Una obediencia notoria
“Vuestra obediencia ha venido a ser notoria a todos” (Romanos 16:19).
Casi terminando la Carta a los Romanos, el apóstol de los gentiles, el que enseñó que somos salvos por la gracia de Cristo recibida por la fe, elogia a los creyentes porque su obediencia ha venido a ser notoria por todos. Así, Pablo se alegra a causa de la obediencia de ellos, es decir, su docilidad para recibir la fe, y se alegra también porque esa obediencia es notoria, testifica, de la fe.
Hay varios tipos de obediencia. Se habla de la obediencia infantil, de la solidaria, de la sociológica, de la voluntaria, de la “debida”. De la obediencia como autodisciplina, de la anticipada, de la ciega, de la forzada y de la obediencia religiosa, que surge como resultado de aceptar las normativas divinas para la vida. Esta obediencia religiosa ha sido muchas veces llevada a extremos. Por un lado, pensar que la obediencia es la que nos permite ganar el favor de Dios y nuestra salvación. Por el otro, que es totalmente tan innecesaria como imposible.

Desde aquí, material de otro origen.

//! Discovery adapters: turning a table into concrete split descriptors.
//!
//! A [`DiscoveryAdapter`] is supplied per data source. Two generic
//! implementations cover the common shapes:
//! - [`SingleSplitAdapter`] — one split covering the whole table
//! - [`RangeSplitAdapter`] — fixed-size row ranges from the catalog's row estimate
//!
//! [`expand_with_retry`] wraps an adapter call in bounded exponential
//! backoff; the enumerator uses it for every table it expands.

use async_trait::async_trait;
use tracing::warn;

use crate::catalog::CatalogTable;
use crate::config::{ConnectorConfig, EnumeratorConfig};
use crate::error::{ConfigError, DiscoveryError, EnumeratorError};
use crate::split::{SplitCursor, SplitDescriptor};

/// Source-specific split generation.
#[async_trait]
pub trait DiscoveryAdapter: Send + Sync {
    /// Expands one table into zero or more splits.
    ///
    /// Split ids must be unique within the job and stable across calls
    /// for the same table, so that a re-expanded table after recovery
    /// produces the same identities.
    async fn expand(&self, table: &CatalogTable) -> Result<Vec<SplitDescriptor>, DiscoveryError>;

    /// Called once a checkpoint is durably committed.
    ///
    /// Sources with server-side cursors can release or advance them here.
    async fn notify_checkpoint_complete(&self, _checkpoint_id: u64) -> Result<(), DiscoveryError> {
        Ok(())
    }

    /// Releases client resources. Called once when the enumerator closes.
    async fn close(&self) -> Result<(), DiscoveryError> {
        Ok(())
    }
}

/// One [`SplitCursor::Full`] split per table, keyed by the table path.
#[derive(Debug, Clone, Copy, Default)]
pub struct SingleSplitAdapter;

#[async_trait]
impl DiscoveryAdapter for SingleSplitAdapter {
    async fn expand(&self, table: &CatalogTable) -> Result<Vec<SplitDescriptor>, DiscoveryError> {
        Ok(vec![SplitDescriptor::new(
            table.path.to_string(),
            table.path.clone(),
            SplitCursor::Full,
        )])
    }
}

/// Splits a table into `[start, end)` ranges of at most `split_size` rows.
///
/// Tables without a row estimate become a single `Full` split; tables
/// estimated at zero rows produce no splits.
#[derive(Debug, Clone, Copy)]
pub struct RangeSplitAdapter {
    split_size: u64,
}

impl RangeSplitAdapter {
    /// Default number of rows per split.
    pub const DEFAULT_SPLIT_SIZE: u64 = 10_000;

    /// Creates an adapter producing ranges of `split_size` rows.
    ///
    /// # Errors
    ///
    /// Returns `ConfigError::Invalid` if `split_size` is zero.
    pub fn new(split_size: u64) -> Result<Self, ConfigError> {
        if split_size == 0 {
            return Err(ConfigError::Invalid("split.size must be positive".into()));
        }
        Ok(Self { split_size })
    }

    /// Parses `split.size` from connector properties.
    ///
    /// # Errors
    ///
    /// Returns `ConfigError::Invalid` on an unparsable or zero value.
    pub fn from_config(config: &ConnectorConfig) -> Result<Self, ConfigError> {
        let size = config
            .get_parsed("split.size")?
            .unwrap_or(Self::DEFAULT_SPLIT_SIZE);
        Self::new(size)
    }

    /// Rows per split.
    #[must_use]
    pub fn split_size(&self) -> u64 {
        self.split_size
    }
}

#[async_trait]
impl DiscoveryAdapter for RangeSplitAdapter {
    async fn expand(&self, table: &CatalogTable) -> Result<Vec<SplitDescriptor>, DiscoveryError> {
        let Some(rows) = table.estimated_rows else {
            return Ok(vec![SplitDescriptor::new(
                table.path.to_string(),
                table.path.clone(),
                SplitCursor::Full,
            )]);
        };

        let mut splits = Vec::new();
        let mut start = 0u64;
        let mut index = 0u64;
        while start < rows {
            let end = start.saturating_add(self.split_size).min(rows);
            splits.push(SplitDescriptor::new(
                format!("{}#{index}", table.path),
                table.path.clone(),
                SplitCursor::Range { start, end },
            ));
            start = end;
            index += 1;
        }
        Ok(splits)
    }
}

/// Expands `table`, retrying transient failures with exponential backoff.
///
/// At most `config.max_discovery_retries` retries follow the first attempt.
/// Permanent errors stop immediately.
///
/// # Errors
///
/// Returns `EnumeratorError::Discovery` with the last adapter error once
/// retries are exhausted or the error is permanent.
pub async fn expand_with_retry(
    adapter: &dyn DiscoveryAdapter,
    table: &CatalogTable,
    config: &EnumeratorConfig,
) -> Result<Vec<SplitDescriptor>, EnumeratorError> {
    let max_retries = config.max_discovery_retries;
    let mut attempts = 0u32;

    let op = || {
        attempts += 1;
        let attempt = attempts;
        async move {
            adapter.expand(table).await.map_err(|e| {
                if e.is_transient() && attempt <= max_retries {
                    warn!(
                        table = %table.path,
                        attempt,
                        max_retries,
                        error = %e,
                        "[SYN-5001] table expansion failed, retrying"
                    );
                    backoff::Error::transient(e)
                } else {
                    backoff::Error::permanent(e)
                }
            })
        }
    };

    let backoff = backoff::ExponentialBackoffBuilder::new()
        .with_initial_interval(config.initial_retry_delay)
        .with_max_interval(config.max_retry_delay)
        .with_max_elapsed_time(None)
        .build();

    let result = backoff::future::retry(backoff, op).await;
    result.map_err(|source| EnumeratorError::Discovery {
        table: table.path.clone(),
        attempts,
        source,
    })
}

La obediencia a Dios es un deber supremo y es una consecuencia de reconocerlo como Creador, Sustentador y Redentor. Es siempre una respuesta positiva al amor de Dios y al evangelio, es fruto del Espíritu Santo que actúa en la vida. Debe ser de corazón y permanente.
No ganamos la salvación por la obediencia, sino por la gracia. El gran predicador inglés Charles Spurgeon decía que:
“la fe y la obediencia están unidas en el mismo manojo. El que obedece a Dios confía en Dios, y el que confía en Dios obedece a Dios. El que carece de fe carece de obras, y el que carece de obras carece de fe. No contrapongan la fe a las buenas obras porque hay una relación bienaventurada entre ambas, y si abundan en obediencia, su fe crecerá extremadamente”.
La obediencia es la verdadera prueba del discipulado, es un servicio leal, ofrecido por amor; y es por ese amor que guardamos los mandamientos divinos. La fe no nos exime de la obediencia; por el contrario, es la fe la que nos hace partícipes de la gracia de Cristo y nos capacita para obedecer.
La salvación es el don gratuito de Dios que recibimos por la fe: “He aquí la verdadera prueba. Si moramos en Cristo, si el amor de Dios está en nosotros, nuestros sentimientos, nuestros pensamientos, nuestros designios, nuestras acciones, estarán en armonía con la voluntad de Dios, según se expresa en los preceptos de su santa Ley” (Elena de White, El camino a Cristo, p. 61).
Querido lector, es caminando de manera permanente con el Señor como nos hacemos parecidos a él. Cuanto más lo contemplemos, más nos asemejaremos. Ora hoy: “Señor, que sea notorio que cada vez se vea menos de mí y más de ti. Amén”.